• [Problem statement]: Only the number is wanted: state how many lines of the data below contain the word "Copy".

⟨

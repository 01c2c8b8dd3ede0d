//! Shared types for the edgemark edge detection pipeline.

use serde::{Deserialize, Serialize};

use crate::suppress::SuppressorKind;

/// Re-export `GrayImage` so downstream crates can reference the
/// grayscale grid type without depending on `image` directly.
pub use image::GrayImage;

/// Image dimensions in pixels.
///
/// Every grid in a single pipeline run shares one `Dimensions`; no
/// stage resizes.
#[derive(Debug, Clone, Copy, PartialEq, Eq, Serialize, Deserialize)]
pub struct Dimensions {
    /// Width in pixels.
    pub width: u32,
    /// Height in pixels.
    pub height: u32,
}

/// Configuration for a Canny edge detection run.
///
/// Thresholds are ratios of the post-suppression maximum gradient
/// magnitude, in `[0, 1]`. [`validate`](Self::validate) rejects
/// degenerate values before they reach the numeric stages, which do no
/// checking of their own.
#[derive(Debug, Clone, Copy, PartialEq, Serialize, Deserialize)]
pub struct CannyConfig {
    /// Side length of the Gaussian blur kernel. Odd sizes give a
    /// symmetric window; even sizes are accepted and shift the window
    /// by one cell.
    pub filter_size: usize,

    /// Gaussian standard deviation. Higher values smooth more before
    /// gradient estimation.
    pub sigma: f64,

    /// Hysteresis low threshold: pixels with magnitude ratio below this
    /// are never edges.
    pub low_threshold: f64,

    /// Hysteresis high threshold: pixels with magnitude ratio at or
    /// above this are strong edges.
    pub high_threshold: f64,

    /// Which non-maximal suppression strategy to use.
    pub suppressor: SuppressorKind,
}

impl CannyConfig {
    /// Default blur kernel side length.
    pub const DEFAULT_FILTER_SIZE: usize = 5;
    /// Default Gaussian standard deviation.
    pub const DEFAULT_SIGMA: f64 = 1.4;
    /// Default low threshold ratio.
    pub const DEFAULT_LOW_THRESHOLD: f64 = 0.1;
    /// Default high threshold ratio.
    pub const DEFAULT_HIGH_THRESHOLD: f64 = 0.3;

    /// Check the configuration for degenerate values.
    ///
    /// # Errors
    ///
    /// Returns [`PipelineError::InvalidConfig`] when `filter_size` is 0,
    /// `sigma` is not a positive finite number, either threshold falls
    /// outside `[0, 1]`, or `low_threshold > high_threshold`.
    pub fn validate(&self) -> Result<(), PipelineError> {
        if self.filter_size == 0 {
            return Err(PipelineError::InvalidConfig(
                "filter_size must be positive".to_string(),
            ));
        }
        if !(self.sigma.is_finite() && self.sigma > 0.0) {
            return Err(PipelineError::InvalidConfig(format!(
                "sigma must be a positive finite number, got {}",
                self.sigma,
            )));
        }
        for (name, value) in [
            ("low_threshold", self.low_threshold),
            ("high_threshold", self.high_threshold),
        ] {
            if !(0.0..=1.0).contains(&value) {
                return Err(PipelineError::InvalidConfig(format!(
                    "{name} must be in [0, 1], got {value}",
                )));
            }
        }
        if self.low_threshold > self.high_threshold {
            return Err(PipelineError::InvalidConfig(format!(
                "low_threshold ({}) must not exceed high_threshold ({})",
                self.low_threshold, self.high_threshold,
            )));
        }
        Ok(())
    }
}

impl Default for CannyConfig {
    fn default() -> Self {
        Self {
            filter_size: Self::DEFAULT_FILTER_SIZE,
            sigma: Self::DEFAULT_SIGMA,
            low_threshold: Self::DEFAULT_LOW_THRESHOLD,
            high_threshold: Self::DEFAULT_HIGH_THRESHOLD,
            suppressor: SuppressorKind::default(),
        }
    }
}

/// Result of running the pipeline with every intermediate retained.
///
/// Each field captures the output of one stage, enabling diagnostic
/// rendering of the whole chain. Callers that only need the final
/// labels should prefer [`process`](crate::process), which discards the
/// intermediates.
#[derive(Debug, Clone)]
pub struct StagedResult {
    /// Stage 1: Gaussian-blurred grayscale grid.
    pub blurred: GrayImage,
    /// Stage 2: raw Sobel gradient field.
    pub gradients: crate::gradient::GradientField,
    /// Stage 3: non-maximally-suppressed gradient field.
    pub suppressed: crate::gradient::GradientField,
    /// Stage 4: per-pixel edge labels.
    pub edges: crate::hysteresis::EdgeMap,
    /// Source grid dimensions, shared by every stage.
    pub dimensions: Dimensions,
    /// Per-stage timing and metrics.
    pub diagnostics: crate::diagnostics::PipelineDiagnostics,
}

/// Errors that can occur during pipeline processing.
#[derive(Debug, thiserror::Error)]
pub enum PipelineError {
    /// Pipeline configuration is invalid.
    #[error("invalid pipeline configuration: {0}")]
    InvalidConfig(String),

    /// The input grid has zero width or height.
    #[error("input image is empty")]
    EmptyImage,
}
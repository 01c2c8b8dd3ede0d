//! Run Canny edge detection over an image file and write the edge map
//! as a PNG, optionally alongside every intermediate stage.

use std::path::PathBuf;

use clap::{Parser, ValueEnum};
use edgemark_pipeline::{CannyConfig, SuppressorKind, process_staged, render};
use image::GrayImage;

/// Detect edges in an image and write the labeled edge map as a PNG.
#[derive(Parser)]
#[command(version)]
struct Args {
    /// Input image path (PNG, JPEG, BMP, or WebP).
    input: PathBuf,

    /// Output edge map path (PNG recommended).
    #[arg(short, long)]
    output: PathBuf,

    /// Side length of the Gaussian blur kernel.
    #[arg(long, default_value_t = CannyConfig::DEFAULT_FILTER_SIZE)]
    filter_size: usize,

    /// Gaussian standard deviation.
    #[arg(long, default_value_t = CannyConfig::DEFAULT_SIGMA)]
    sigma: f64,

    /// Hysteresis low threshold as a fraction of the maximum gradient
    /// magnitude, in [0, 1].
    #[arg(long, default_value_t = CannyConfig::DEFAULT_LOW_THRESHOLD)]
    low: f64,

    /// Hysteresis high threshold as a fraction of the maximum gradient
    /// magnitude, in [0, 1].
    #[arg(long, default_value_t = CannyConfig::DEFAULT_HIGH_THRESHOLD)]
    high: f64,

    /// Non-maximal suppression strategy.
    #[arg(long, value_enum, default_value = "subpixel")]
    suppressor: SuppressorArg,

    /// Also write each intermediate stage (blurred.png, gradient.png,
    /// suppressed.png, edges.png) into this directory.
    #[arg(long, value_name = "DIR")]
    intermediates: Option<PathBuf>,

    /// Print pipeline diagnostics as JSON on stdout instead of the
    /// human-readable report.
    #[arg(long)]
    json: bool,
}

/// CLI-facing suppression strategy names.
#[derive(Debug, Clone, Copy, PartialEq, Eq, ValueEnum)]
enum SuppressorArg {
    /// Bilinear magnitude interpolation along the exact gradient angle.
    Subpixel,
    /// Whole-pixel comparison along the quantized gradient direction.
    Quantized,
}

impl From<SuppressorArg> for SuppressorKind {
    fn from(arg: SuppressorArg) -> Self {
        match arg {
            SuppressorArg::Subpixel => Self::Subpixel,
            SuppressorArg::Quantized => Self::Quantized,
        }
    }
}

/// Extract the blue channel of a decoded image as a grayscale grid.
///
/// Matches the common shortcut of treating already-gray sources as
/// gray via any single channel; for color sources the blue channel
/// is used as-is rather than a luminance blend.
fn blue_channel(image: &image::DynamicImage) -> GrayImage {
    let rgba = image.to_rgba8();
    GrayImage::from_fn(rgba.width(), rgba.height(), |x, y| {
        image::Luma([rgba.get_pixel(x, y)[2]])
    })
}

fn main() -> Result<(), Box<dyn std::error::Error>> {
    let args = Args::parse();

    let config = CannyConfig {
        filter_size: args.filter_size,
        sigma: args.sigma,
        low_threshold: args.low,
        high_threshold: args.high,
        suppressor: args.suppressor.into(),
    };

    eprintln!("Reading image from {}", args.input.display());
    let decoded = image::open(&args.input)?;
    let gray = blue_channel(&decoded);
    eprintln!("Decoded {}x{} pixels", gray.width(), gray.height());

    let staged = process_staged(&gray, &config)?;

    if let Some(dir) = &args.intermediates {
        std::fs::create_dir_all(dir)?;
        staged.blurred.save(dir.join("blurred.png"))?;
        render::gradient_image(&staged.gradients).save(dir.join("gradient.png"))?;
        render::gradient_image(&staged.suppressed).save(dir.join("suppressed.png"))?;
        render::edge_map_image(&staged.edges).save(dir.join("edges.png"))?;
        eprintln!("Wrote intermediate stages to {}", dir.display());
    }

    eprintln!("Saving edge map to {}", args.output.display());
    render::edge_map_image(&staged.edges).save(&args.output)?;

    if args.json {
        println!("{}", serde_json::to_string_pretty(&staged.diagnostics)?);
    } else {
        eprintln!("{}", staged.diagnostics.report());
    }

    Ok(())
}
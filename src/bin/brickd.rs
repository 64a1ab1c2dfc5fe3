//! brickd CLI entry point. Grounded on `brickd_linux.py`'s `__main__` block
//! (`--version`/`--no-daemon` handling), translated to `clap`.

use std::fs::OpenOptions;
use std::io::Write;

use clap::Parser;

use brickd::config::Config;
use brickd::error::Error;

#[derive(Parser)]
#[command(name = "brickd", version, about = "USB-to-TCP bridge daemon for Tinkerforge-style brick stacks")]
struct Cli {
    /// Stay attached to the terminal instead of daemonizing.
    #[arg(long = "no-daemon")]
    no_daemon: bool,
}

fn main() {
    env_logger::init();
    let cli = Cli::parse();
    let config = Config::from_env();

    let mut pidfile = match open_pidfile(&config) {
        Ok(pidfile) => pidfile,
        Err(err) => {
            log::error!("{err}");
            std::process::exit(1);
        }
    };
    let mut pidfile_guard = match pidfile.try_write() {
        Ok(guard) => guard,
        Err(_) => {
            log::error!("{}", Error::PidfileLocked(config.pidfile().to_path_buf()));
            std::process::exit(1);
        }
    };
    let _ = pidfile_guard.set_len(0);
    let _ = write!(pidfile_guard, "{}", std::process::id());
    let _ = pidfile_guard.flush();

    if cli.no_daemon {
        log::info!("running in the foreground (--no-daemon)");
    } else {
        log::info!("daemonization is not performed by this build; running in the foreground");
    }

    let runtime = match tokio::runtime::Builder::new_multi_thread().enable_all().build() {
        Ok(runtime) => runtime,
        Err(err) => {
            log::error!("failed to start async runtime: {err}");
            std::process::exit(1);
        }
    };

    let result = runtime.block_on(brickd::supervisor::run(config));
    drop(pidfile_guard);

    match result {
        Ok(()) => std::process::exit(0),
        Err(err) => {
            log::error!("{err}");
            std::process::exit(1);
        }
    }
}

/// Open (creating if necessary) the pidfile, ready to be locked. Splitting
/// this from the actual `try_write()` keeps the `fd_lock::RwLock` alive in
/// `main`'s own stack frame for as long as the guard borrowed from it needs
/// to be.
fn open_pidfile(config: &Config) -> Result<fd_lock::RwLock<std::fs::File>, Error> {
    let path = config.pidfile().to_path_buf();
    if let Some(parent) = path.parent() {
        let _ = std::fs::create_dir_all(parent);
    }

    let file = OpenOptions::new()
        .read(true)
        .write(true)
        .create(true)
        .open(&path)
        .map_err(|_| Error::PidfileLocked(path))?;

    Ok(fd_lock::RwLock::new(file))
}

⟩

• [Written solution]: 3